## Assignment:
Tally up the lines below that include the word "record". Answer with the number alone.

(Stored data)
______________________________

#[cfg(test)]
mod tests {
    use super::*;
    use std::fs;
    use std::sync::atomic::AtomicUsize;
    use tempfile::TempDir;

    fn touch(root: &Path, rel: &str) -> PathBuf {
        let path = root.join(rel);
        fs::create_dir_all(path.parent().unwrap()).unwrap();
        fs::write(&path, format!("// {}\n", rel)).unwrap();
        path
    }

    fn options(workers: usize, batch: usize) -> ScanOptions {
        ScanOptions {
            max_workers: workers,
            batch_size: batch,
            ..ScanOptions::default()
        }
    }

    #[test]
    fn invalid_root_fails_without_results() {
        let dir = TempDir::new().unwrap();
        let file = touch(dir.path(), "a.py");
        let mut scanner = Scanner::default();
        assert!(matches!(
            scanner.scan(&dir.path().join("missing"), None),
            Err(AppError::InvalidRoot(_))
        ));
        assert!(matches!(
            scanner.scan(&file, None),
            Err(AppError::InvalidRoot(_))
        ));
        assert!(scanner.files().is_empty());
    }

    #[test]
    fn filters_extensions_and_skipped_directories() {
        let dir = TempDir::new().unwrap();
        touch(dir.path(), "src/a.py");
        touch(dir.path(), "src/App.TSX");
        touch(dir.path(), "src/readme.md");
        touch(dir.path(), "dist/bundle.js");
        touch(dir.path(), ".cache/x.py");
        touch(dir.path(), "lib/.hidden/y.py");

        let mut scanner = Scanner::new(options(2, 1));
        let names: BTreeSet<String> = scanner
            .scan(dir.path(), None)
            .unwrap()
            .iter()
            .map(|f| f.name.clone())
            .collect();
        assert_eq!(names, BTreeSet::from(["App.TSX".into(), "a.py".into()]));
    }

    #[cfg(unix)]
    #[test]
    fn symlinked_files_are_included() {
        let dir = TempDir::new().unwrap();
        let outside = TempDir::new().unwrap();
        let target = touch(outside.path(), "shared.py");
        std::os::unix::fs::symlink(&target, dir.path().join("linked.py")).unwrap();
        std::os::unix::fs::symlink(outside.path(), dir.path().join("linked_dir")).unwrap();
        touch(dir.path(), "own.py");

        let mut scanner = Scanner::default();
        let names: BTreeSet<String> = scanner
            .scan(dir.path(), None)
            .unwrap()
            .iter()
            .map(|f| f.name.clone())
            .collect();
        assert_eq!(names, BTreeSet::from(["linked.py".into(), "own.py".into()]));
    }

    #[test]
    fn rescan_discards_previous_results() {
        let first = TempDir::new().unwrap();
        let second = TempDir::new().unwrap();
        touch(first.path(), "one.py");
        touch(first.path(), "two.py");
        touch(second.path(), "three.cs");

        let mut scanner = Scanner::default();
        assert_eq!(scanner.scan(first.path(), None).unwrap().len(), 2);
        scanner.select_all(true);
        let files = scanner.scan(second.path(), None).unwrap();
        assert_eq!(files.len(), 1);
        assert!(!files[0].is_selected);
        assert_eq!(scanner.root(), Some(second.path()));
    }

    #[test]
    fn progress_is_monotonic_and_ends_at_100() {
        let dir = TempDir::new().unwrap();
        for i in 0..25 {
            touch(dir.path(), &format!("pkg{}/f{}.py", i % 4, i));
        }
        let seen = Mutex::new(Vec::new());
        let record = |p: f64| seen.lock().unwrap().push(p);

        let mut scanner = Scanner::new(options(3, 4));
        scanner.scan(dir.path(), Some(&record)).unwrap();

        let seen = seen.into_inner().unwrap();
        assert!(!seen.is_empty());
        assert!(seen.windows(2).all(|w| w[0] <= w[1]));
        assert_eq!(*seen.last().unwrap(), 100.0);
    }

    #[test]
    fn busy_workers_hold_back_the_queue_consumer() {
        let dir = TempDir::new().unwrap();
        let total = QUEUE_CAPACITY + 500;
        for i in 0..total {
            touch(dir.path(), &format!("pkg{}/f{}.py", i % 10, i));
        }
        let first = Mutex::new(None);
        let record = |p: f64| {
            first.lock().unwrap().get_or_insert(p);
        };

        let mut scanner = Scanner::new(options(1, 1));
        assert_eq!(scanner.scan(dir.path(), Some(&record)).unwrap().len(), total);

        // The first report comes once the queue is drained. With a single
        // permit at most one batch can still be running at that point.
        let first = first.into_inner().unwrap().unwrap();
        let floor = (total - 1) as f64 / total as f64 * 100.0;
        assert!(first >= floor, "first report {} below {}", first, floor);
    }

    #[test]
    fn permits_block_until_released() {
        let permits = BatchPermits::new(2);
        let a = permits.acquire();
        let _b = permits.acquire();
        assert!(permits.acquire.try_recv().is_err());
        drop(a);
        assert!(permits.acquire.try_recv().is_ok());
    }

    #[test]
    fn empty_tree_reports_completion() {
        let dir = TempDir::new().unwrap();
        let calls = AtomicUsize::new(0);
        let record = |p: f64| {
            assert_eq!(p, 100.0);
            calls.fetch_add(1, Ordering::SeqCst);
        };
        let mut scanner = Scanner::default();
        assert!(scanner.scan(dir.path(), Some(&record)).unwrap().is_empty());
        assert_eq!(calls.load(Ordering::SeqCst), 1);
    }

    #[test]
    fn cancelled_scan_returns_no_results() {
        let dir = TempDir::new().unwrap();
        for i in 0..50 {
            touch(dir.path(), &format!("f{}.py", i));
        }
        let mut scanner = Scanner::new(options(1, 1));
        let handle = scanner.cancel_handle();
        let after_cancel = AtomicUsize::new(0);
        let cancel_on_first = |_: f64| {
            if handle.is_cancelled() {
                after_cancel.fetch_add(1, Ordering::SeqCst);
            }
            handle.cancel();
        };
        // Progress only starts once the walk is done, so cancel from the first callback.
        let result = scanner.scan(dir.path(), Some(&cancel_on_first));
        assert!(matches!(result, Err(AppError::ScanCancelled)));
        assert!(scanner.files().is_empty());
        assert_eq!(after_cancel.load(Ordering::SeqCst), 0);
    }

    #[test]
    fn selection_operations() {
        let dir = TempDir::new().unwrap();
        let a = touch(dir.path(), "app/service/Billing.java");
        let b = touch(dir.path(), "app/web/index.ts");
        touch(dir.path(), "tools/gen.py");

        let mut scanner = Scanner::default();
        scanner.scan(dir.path(), None).unwrap();

        assert_eq!(scanner.set_selected([&a, &dir.path().join("nope.py")], true), 1);
        assert_eq!(scanner.selected_files().len(), 1);
        assert!(scanner.get_file_by_path(&a).unwrap().is_selected);

        assert_eq!(scanner.filter("bi").len(), 3);
        assert_eq!(scanner.filter("billing").len(), 1);
        assert_eq!(scanner.filter("SERVICE").len(), 1);

        scanner.select_all(false);
        let n = scanner
            .select_matching_globs(&["app/**/*.ts".to_string(), "tools/".to_string()])
            .unwrap();
        assert_eq!(n, 2);
        assert!(scanner.get_file_by_path(&b).unwrap().is_selected);
        assert!(!scanner.get_file_by_path(&a).unwrap().is_selected);

        assert!(matches!(
            scanner.select_matching_globs(&["a[".to_string()]),
            Err(AppError::Glob(_))
        ));
    }
}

______________________________

## Solved exercise:
6